I realize I owe you all a post pertaining to life things, such as jobs (I has one 8D), summer housing (staying in Calabasas), thesis (I'm just about finished), and such other things. None of that is on my mind right now, however.
I just watched The Beast Below and I would like to ramble for a bit.
First of all, I am honestly not sold on Eleven yet. I'm giving myself a few more episodes - hell, I'll give it the whole season if I have to - but I'm just not liking him. It's not that I dislike his character, or that I'm going HE'LL NEVER COMPARE TO TENNANT AAAAAAAA or anything like that. I think he's following Martha Jones' rather unfortunate route: a competent, highly interesting character dropped in the hands of people that don't know how to write them. Yeah, I'm blaming all this on Moffat. He keeps bringing out traits I can't stand in the Doctor, namely the derision and the complete stupidity.
I mean, it's not unlike the Doctor to get utterly hacked off at a companion or another character for doing a stupid thing. It really isn't. HOU DAR U IM TAKIN U HOEM is a tad bit overboard for episode two, however - we don't usually see that sort of fury until the ninth or tenth episode in a thirteen-episode series. Also, why would the Doctor decide to take her home so quick after she's been in the TARDIS maybe ninety minutes and he had to actively convince her to come with him in the first place? The only other time I remember seeing him treat a companion like this is Rose in The Girl In the Fireplace - written by Moffat - in which he treated her like he usually did Mickey, which is Pretty Dang Off considering their prior interactions. Does Not Compute.

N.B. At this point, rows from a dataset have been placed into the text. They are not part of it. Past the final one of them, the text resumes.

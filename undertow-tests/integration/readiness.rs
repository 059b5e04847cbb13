//! Readiness gate behavior against sessions whose metadata arrives late or never

use std::time::Duration;

use tokio::time::Instant;
use undertow_core::{
    AccessMode, FileId, GateError, GateState, OpenFlags, ResultCode, UndertowConfig, VfsConfig,
};
use undertow_sim::SimulatedTorrent;

use crate::support::{borrowed_vfs, database_torrent, patterned};

#[tokio::test(start_paused = true)]
async fn test_missing_path_cannot_open_and_does_not_exist() {
    let swarm = database_torrent(1000).start_session();
    let vfs = borrowed_vfs(&swarm, VfsConfig::default()).await;

    assert_eq!(
        vfs.open(Some("absent.db"), FileId::new(1), OpenFlags::READONLY).await,
        Err(ResultCode::CantOpen)
    );
    assert_eq!(vfs.access(Some("absent.db"), AccessMode::Exists).await, Ok(false));
    assert_eq!(vfs.access(Some("main.db"), AccessMode::Exists).await, Ok(true));
    assert_eq!(vfs.open_file_count(), 0);
}

#[tokio::test(start_paused = true)]
async fn test_timeout_fails_open_promptly() {
    let swarm = database_torrent(1000).without_metadata().start_session();
    let config = VfsConfig::default().with_ready_timeout(Duration::from_millis(50));
    let vfs = borrowed_vfs(&swarm, config).await;

    let started = Instant::now();
    assert_eq!(
        vfs.open(Some("main.db"), FileId::new(1), OpenFlags::READONLY).await,
        Err(ResultCode::CantOpen)
    );
    let elapsed = started.elapsed();
    assert!(elapsed >= Duration::from_millis(50));
    assert!(elapsed < Duration::from_millis(100));

    assert_eq!(
        vfs.gate_state(),
        GateState::Failed(GateError::TimedOut { timeout_ms: 50 })
    );
    assert_eq!(vfs.access(Some("main.db"), AccessMode::Exists).await, Ok(false));
}

#[tokio::test(start_paused = true)]
async fn test_late_metadata_within_timeout_is_served() {
    let swarm = SimulatedTorrent::new()
        .file("main.db", patterned(512))
        .metadata_delay(Duration::from_millis(300))
        .start_session();
    let vfs = borrowed_vfs(&swarm, VfsConfig::default()).await;
    assert_eq!(vfs.gate_state(), GateState::Pending);

    let id = FileId::new(1);
    assert!(vfs.open(Some("main.db"), id, OpenFlags::READONLY).await.is_ok());
    assert_eq!(vfs.gate_state(), GateState::Ready);
    assert_eq!(vfs.file_size(id), Ok(512));
}

#[tokio::test(start_paused = true)]
async fn test_metadata_after_timeout_is_ignored() {
    let swarm = SimulatedTorrent::new()
        .file("main.db", patterned(512))
        .metadata_delay(Duration::from_millis(200))
        .start_session();
    let config = UndertowConfig::for_testing().vfs;
    assert_eq!(config.ready_timeout, Duration::from_millis(100));
    let vfs = borrowed_vfs(&swarm, config).await;

    assert!(vfs.await_ready().await.is_err());
    tokio::time::sleep(Duration::from_millis(500)).await;

    assert!(matches!(vfs.gate_state(), GateState::Failed(_)));
    assert_eq!(
        vfs.open(Some("main.db"), FileId::new(1), OpenFlags::READONLY).await,
        Err(ResultCode::CantOpen)
    );
}

#[tokio::test(start_paused = true)]
async fn test_gate_registers_once_for_many_operations() {
    let swarm = SimulatedTorrent::new()
        .file("main.db", patterned(256))
        .metadata_delay(Duration::from_millis(50))
        .start_session();
    let vfs = borrowed_vfs(&swarm, VfsConfig::default()).await;

    let (a, b, c) = tokio::join!(
        vfs.open(Some("main.db"), FileId::new(1), OpenFlags::READONLY),
        vfs.open(Some("main.db"), FileId::new(2), OpenFlags::READONLY),
        vfs.access(Some("main.db"), AccessMode::Read),
    );
    assert!(a.is_ok());
    assert!(b.is_ok());
    assert_eq!(c, Ok(true));
    assert_eq!(swarm.ready_registrations(), 1);

    assert!(vfs.await_ready().await.is_ok());
    assert_eq!(swarm.ready_registrations(), 1);
}

#[tokio::test(start_paused = true)]
async fn test_shutdown_tears_down_pending_gate() {
    let swarm = database_torrent(100).without_metadata().start_session();
    let vfs = borrowed_vfs(&swarm, VfsConfig::default()).await;

    vfs.shutdown().await;
    assert_eq!(vfs.gate_state(), GateState::Failed(GateError::TornDown));
    assert_eq!(
        vfs.open(Some("main.db"), FileId::new(1), OpenFlags::READONLY).await,
        Err(ResultCode::CantOpen)
    );
}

Also, he's stupid. Sure, he's got all the little clever bits and he figures out where they are and what's going on pretty quickly, but when we hit the climactic moment he's dumb. Since when does the Doctor ignore every little nuance when faced with a seemingly impossible choice? Wouldn't "the whale won't eat the children" stick out as a HUGE FLASHING BEACON OF IRREGULARITY to him? Because they certainly said and showed it enough. I'm accustomed to the Doctor investigating every single outcome before he makes the huge decision to lobotomize the whale and effectively end another species. That's kind of a huge choice to rush into there. The last time I saw him miss the obvious that badly was in Silence In the Library - also written by Moffat, surprise surprise - in which a very large revelation was the fact that paper comes from trees. Stunning revelation there, sir. I'll write my thesis on that.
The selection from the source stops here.